Frequently asked questions
What muscles does the Finger Curls work?

Finger Curls primarily targets the Forearms. This makes it an effective strength exercise for building forearms development.

What equipment do I need for the Finger Curls?

You will need a barbell to perform the Finger Curls. Make sure the equipment is set up properly and at the appropriate weight before starting.

Is the Finger Curls suitable for beginners?

Yes. The Finger Curls is a beginner-friendly exercise. Focus on proper form before adding weight or intensity. It's a great movement to include early in your training.

Is the Finger Curls a compound or isolation exercise?

The Finger Curls is an isolation exercise that focuses on a single joint and muscle group. Isolation exercises are useful for targeting specific muscles, correcting imbalances, and adding focused volume. They are typically performed after compound movements in a workout.

How many sets and reps should I do for the Finger Curls?

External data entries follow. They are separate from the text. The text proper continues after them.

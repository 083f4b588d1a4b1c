//! Worker registration form: what prospective servants fill in.

use crate::channels::ChoiceMenu;
use crate::error::{DefinitionError, ValidationError};

use super::model::{AGE_MAX, AGE_MIN, AnswerValue, FormDefinition, Step, SummaryTemplate, Validator};

pub const FORM_NAME: &str = "registration";

pub const SKILL_OPTIONS: [[&str; 2]; 3] = [
    ["Cleaning", "Cooking"],
    ["Laundry", "Child Care"],
    ["Elder Care", "All Skills"],
];

pub const WORK_TYPE_OPTIONS: [[&str; 2]; 2] = [["Living In", "Part Time"], ["Full Time", "Flexible"]];

/// Location names shorter than this are rejected.
const LOCATION_MIN_LEN: usize = 2;
/// Availability descriptions shorter than this are rejected.
const AVAILABILITY_MIN_LEN: usize = 3;

const INTRO: &str = "🏠 Welcome to Servant Agency Registration 🏠\n\n\
    Thank you for your interest in joining our team of professional servants!\n\n\
    Let's collect your information to find you the perfect job opportunity.";

const SKILLS_PROMPT: &str = "Now please select your Skill Set:\n\n\
    • 🧹 Cleaning - House cleaning & maintenance\n\
    • 🍳 Cooking - Meal preparation & cooking\n\
    • 👕 Laundry - Washing, ironing & clothing care\n\
    • 👶 Child Care - Baby sitting & child minding\n\
    • 👵 Elder Care - Senior assistance & care\n\
    • 🌟 All Skills - Comprehensive household management";

const AVAILABILITY_PROMPT: &str = "Please describe your Availability:\n\n\
    Examples:\n\
    • 'Immediately available'\n\
    • 'Available from next month'\n\
    • 'Weekdays 9 AM - 5 PM'\n\
    • 'Flexible schedule'\n\
    • 'Need 2 weeks notice'";

const WORK_TYPE_PROMPT: &str = "Now select your preferred Type of Work:\n\n\
    • 🏠 Living In - Reside at employer's home\n\
    • ⏱️ Part Time - Few hours daily/weekly\n\
    • 💼 Full Time - Regular working hours\n\
    • 🔄 Flexible - Adaptable to different schedules";

const CANCEL_TEXT: &str = "❌ Registration cancelled.\n\n\
    Type /start to begin registration again if you want to join our team.";

const HELP_TEXT: &str = "🤖 Servant Registration Bot Help\n\n\
    Use /start to begin your registration\n\
    Use /cancel to stop the current registration\n\n\
    Registration Process:\n\
    1. 📝 Personal Information (Name, Age)\n\
    2. 🛠️ Skill Set Selection\n\
    3. 📍 Location Details\n\
    4. 📅 Availability Information\n\
    5. 💼 Work Type Preference\n\n\
    We're excited to have you join our professional team!";

fn skill_description(skill: &str) -> &'static str {
    match skill {
        "Cleaning" => "🧹 Professional cleaning specialist",
        "Cooking" => "🍳 Skilled cook and meal preparer",
        "Laundry" => "👕 Laundry and fabric care expert",
        "Child Care" => "👶 Certified child care provider",
        "Elder Care" => "👵 Compassionate elderly caregiver",
        "All Skills" => "🌟 Comprehensive household manager",
        _ => "",
    }
}

fn acknowledge_name(value: &AnswerValue) -> String {
    format!("👤 Thank you, {value}!")
}

fn acknowledge_age(value: &AnswerValue) -> String {
    format!("✅ Age recorded: {value} years")
}

fn acknowledge_skills(value: &AnswerValue) -> String {
    let skill = value.to_string();
    format!("✅ Skills recorded: {skill}\n{}", skill_description(&skill))
}

fn acknowledge_location(value: &AnswerValue) -> String {
    format!("📍 Location recorded: {value}")
}

fn acknowledge_availability(_value: &AnswerValue) -> String {
    "✅ Availability recorded!".to_string()
}

fn reject_name(_err: &ValidationError) -> String {
    "❌ Please enter a valid full name (at least 2 characters):".to_string()
}

fn reject_age(err: &ValidationError) -> String {
    match err {
        ValidationError::NotANumber => "❌ Please enter a valid number for age:".to_string(),
        _ => format!("❌ Please enter a valid age ({AGE_MIN}-{AGE_MAX} years):"),
    }
}

fn reject_location(_err: &ValidationError) -> String {
    "❌ Please enter a valid location (city or area name):".to_string()
}

fn reject_availability(_err: &ValidationError) -> String {
    "❌ Please provide more details about your availability:".to_string()
}

/// Build the registration form.
pub fn registration_form() -> Result<FormDefinition, DefinitionError> {
    let steps = vec![
        Step::text("name", "Please enter your Full Name:", Validator::Name)
            .with_acknowledgement(acknowledge_name)
            .with_rejection(reject_name),
        Step::text("age", "Please enter your Age:", Validator::Age)
            .with_acknowledgement(acknowledge_age)
            .with_rejection(reject_age),
        Step::choice(
            "skills",
            SKILLS_PROMPT,
            ChoiceMenu::new(SKILL_OPTIONS).with_placeholder("Select your skills..."),
        )
        .with_acknowledgement(acknowledge_skills),
        Step::text(
            "location",
            "Please enter your Current Living Location (City/Area):",
            Validator::MinLength(LOCATION_MIN_LEN),
        )
        .with_acknowledgement(acknowledge_location)
        .with_rejection(reject_location),
        Step::text(
            "availability",
            AVAILABILITY_PROMPT,
            Validator::MinLength(AVAILABILITY_MIN_LEN),
        )
        .with_acknowledgement(acknowledge_availability)
        .with_rejection(reject_availability),
        Step::choice(
            "workType",
            WORK_TYPE_PROMPT,
            ChoiceMenu::new(WORK_TYPE_OPTIONS).with_placeholder("Select work type..."),
        ),
    ];

    let summary = SummaryTemplate::new("🎉 REGISTRATION COMPLETE! 🎉")
        .field("Name", "name")
        .field_with_suffix("Age", "age", "years")
        .field("Skills", "skills")
        .field("Location", "location")
        .field("Availability", "availability")
        .field("Work Type", "workType")
        .footer(
            "━━━━━━━━━━━━━━━━━━━━━━━━\n\n\
             ✅ Thank you for registering with us!\n\n\
             We will review your application and contact you shortly with potential \
             job opportunities that match your profile.\n\n\
             For any urgent inquiries, please contact our recruitment team.\n\n\
             Best regards,\n\
             Servant Agency Recruitment Team 🌟",
        );

    Ok(FormDefinition::new(FORM_NAME, steps, summary)?
        .with_intro(INTRO)
        .with_cancel_text(CANCEL_TEXT)
        .with_help_text(HELP_TEXT))
}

For strength, aim for 3-5 sets of 5-8 reps with heavier weight. For muscle building (hypertrophy), try 3-4 sets of 8-12 reps at a moderate weight. For endurance, use lighter weight and perform 2-3 sets of 15-20 reps.

What are good alternatives to the Finger Curls?

Good alternatives include the Bottoms-Up Clean From The Hang Position, Cable Wrist Curl, Dumbbell Lying Pronation. These exercises target similar muscle groups (Forearms) and can be substituted based on available equipment or training preference.